• _REQUIREMENT_
Every entry needs to be reproduced exactly.

____

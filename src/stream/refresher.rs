use std::sync::Arc;
use std::time::Duration;

use tokio_util::sync::CancellationToken;
use uuid::Uuid;

use crate::config::StreamConfig;
use crate::error::{CoordinatorError, Result};
use crate::scheduler::job::{Job, JobState};
use crate::scheduler::lifecycle;
use crate::store::JobStore;
use crate::stream::freshness::is_refresh_requested;
use crate::stream::resilient::ResilientRetryExecutor;
use crate::worker::executor::StreamBuffers;

/// Execution side of the stream refresh protocol.
///
/// Runs next to an execution and answers refresh requests by writing the
/// current buffers into the store.
pub struct StreamRefresher<S: JobState> {
    store: Arc<dyn JobStore<S>>,
    buffers: StreamBuffers,
    watch_interval: Duration,
    executor: ResilientRetryExecutor,
    execution_id: Option<Uuid>,
}

impl<S: JobState> StreamRefresher<S> {
    pub fn new(store: Arc<dyn JobStore<S>>, buffers: StreamBuffers, config: &StreamConfig) -> Self {
        Self {
            store,
            buffers,
            watch_interval: config.watch_interval(),
            executor: ResilientRetryExecutor::new(config.stream_write_retries),
            execution_id: None,
        }
    }

    /// Only write while `execution_id` still owns the job.
    pub fn for_execution(mut self, execution_id: Uuid) -> Self {
        self.execution_id = Some(execution_id);
        self
    }

    fn owns(&self, job: &Job<S>) -> bool {
        self.execution_id.map_or(true, |id| job.is_owned_by(id))
    }

    /// Watch for refresh requests until `token` is cancelled.
    pub async fn run(&self, job_id: Uuid, token: CancellationToken) {
        let mut interval = tokio::time::interval(self.watch_interval);

        loop {
            tokio::select! {
                _ = interval.tick() => {}
                _ = token.cancelled() => break,
            }

            if let Err(e) = self.refresh_if_requested(job_id).await {
                tracing::warn!(job_id = %job_id, error = %e, "Stream refresh failed");
            }
        }
        tracing::trace!(job_id = %job_id, "Stream refresh watcher stopped");
    }

    /// Write the buffers if a reader asked for it. Returns whether a write happened.
    pub async fn refresh_if_requested(&self, job_id: Uuid) -> Result<bool> {
        let Some(job) = self.store.find_by_id(job_id).await? else {
            return Ok(false);
        };
        if !job.execution_state.is_running() || !is_refresh_requested(&job) {
            return Ok(false);
        }
        if !self.owns(&job) {
            tracing::debug!(job_id = %job_id, "Job belongs to another execution, not refreshing");
            return Ok(false);
        }

        let target = format!("stream update of job {}", job_id);
        self.executor
            .execute(&target, || {
                let store = self.store.clone();
                let (output, error) = self.buffers.snapshot();
                let execution_id = self.execution_id;
                async move {
                    store
                        .run_isolated(
                            job_id,
                            Box::new(move |job| {
                                if execution_id.is_some() && job.current_execution != execution_id {
                                    return Err(CoordinatorError::invalid_state(
                                        job_id,
                                        "job was handed to another execution",
                                    ));
                                }
                                lifecycle::record_streams(job, output, error);
                                Ok(())
                            }),
                        )
                        .await
                }
            })
            .await?;

        tracing::debug!(job_id = %job_id, "Stream data written on request");
        Ok(true)
    }
}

____

• _ANSWER TO THIS PROBLEM_
filename src/stream/refresher.rs
use std::sync::Arc;
use std::time::Duration;

use tokio_util::sync::CancellationToken;
use uuid::Uuid;

use crate::config::StreamConfig;
use crate::error::{CoordinatorError, Result};
use crate::scheduler::job::{Job, JobState};
use crate::scheduler::lifecycle;
use crate::store::JobStore;
use crate::stream::freshness::is_refresh_requested;
use crate::stream::resilient::ResilientRetryExecutor;
use crate::worker::executor::StreamBuffers;

/// Execution side of the stream refresh protocol.
///
/// Runs next to an execution and answers refresh requests by writing the
/// current buffers into the store.
pub struct StreamRefresher<S: JobState> {
    store: Arc<dyn JobStore<S>>,
    buffers: StreamBuffers,
    watch_interval: Duration,
    executor: ResilientRetryExecutor,
    execution_id: Option<Uuid>,
}

impl<S: JobState> StreamRefresher<S> {
    pub fn new(store: Arc<dyn JobStore<S>>, buffers: StreamBuffers, config: &StreamConfig) -> Self {
        Self {
            store,
            buffers,
            watch_interval: config.watch_interval(),
            executor: ResilientRetryExecutor::new(config.stream_write_retries),
            execution_id: None,
        }
    }

    /// Only write while `execution_id` still owns the job.
    pub fn for_execution(mut self, execution_id: Uuid) -> Self {
        self.execution_id = Some(execution_id);
        self
    }

    fn owns(&self, job: &Job<S>) -> bool {
        self.execution_id.map_or(true, |id| job.is_owned_by(id))
    }

    /// Watch for refresh requests until `token` is cancelled.
    pub async fn run(&self, job_id: Uuid, token: CancellationToken) {
        let mut interval = tokio::time::interval(self.watch_interval);

        loop {
            tokio::select! {
                _ = interval.tick() => {}
                _ = token.cancelled() => break,
            }

            if let Err(e) = self.refresh_if_requested(job_id).await {
                tracing::warn!(job_id = %job_id, error = %e, "Stream refresh failed");
            }
        }
        tracing::trace!(job_id = %job_id, "Stream refresh watcher stopped");
    }

    /// Write the buffers if a reader asked for it. Returns whether a write happened.
    pub async fn refresh_if_requested(&self, job_id: Uuid) -> Result<bool> {
        let Some(job) = self.store.find_by_id(job_id).await? else {
            return Ok(false);
        };
        if !job.execution_state.is_running() || !is_refresh_requested(&job) {
            return Ok(false);
        }
        if !self.owns(&job) {
            tracing::debug!(job_id = %job_id, "Job belongs to another execution, not refreshing");
            return Ok(false);
        }

        let target = format!("stream update of job {}", job_id);
        self.executor
            .execute(&target, || {
                let store = self.store.clone();
                let (output, error) = self.buffers.snapshot();
                let execution_id = self.execution_id;
                async move {
                    store
                        .run_isolated(
                            job_id,
                            Box::new(move |job| {
                                if execution_id.is_some() && job.current_execution != execution_id {
                                    return Err(CoordinatorError::invalid_state(
                                        job_id,
                                        "job was handed to another execution",
                                    ));
                                }
                                lifecycle::record_streams(job, output, error);
                                Ok(())
                            }),
                        )
                        .await
                }
            })
            .await?;

        tracing::debug!(job_id = %job_id, "Stream data written on request");
        Ok(true)
    }
}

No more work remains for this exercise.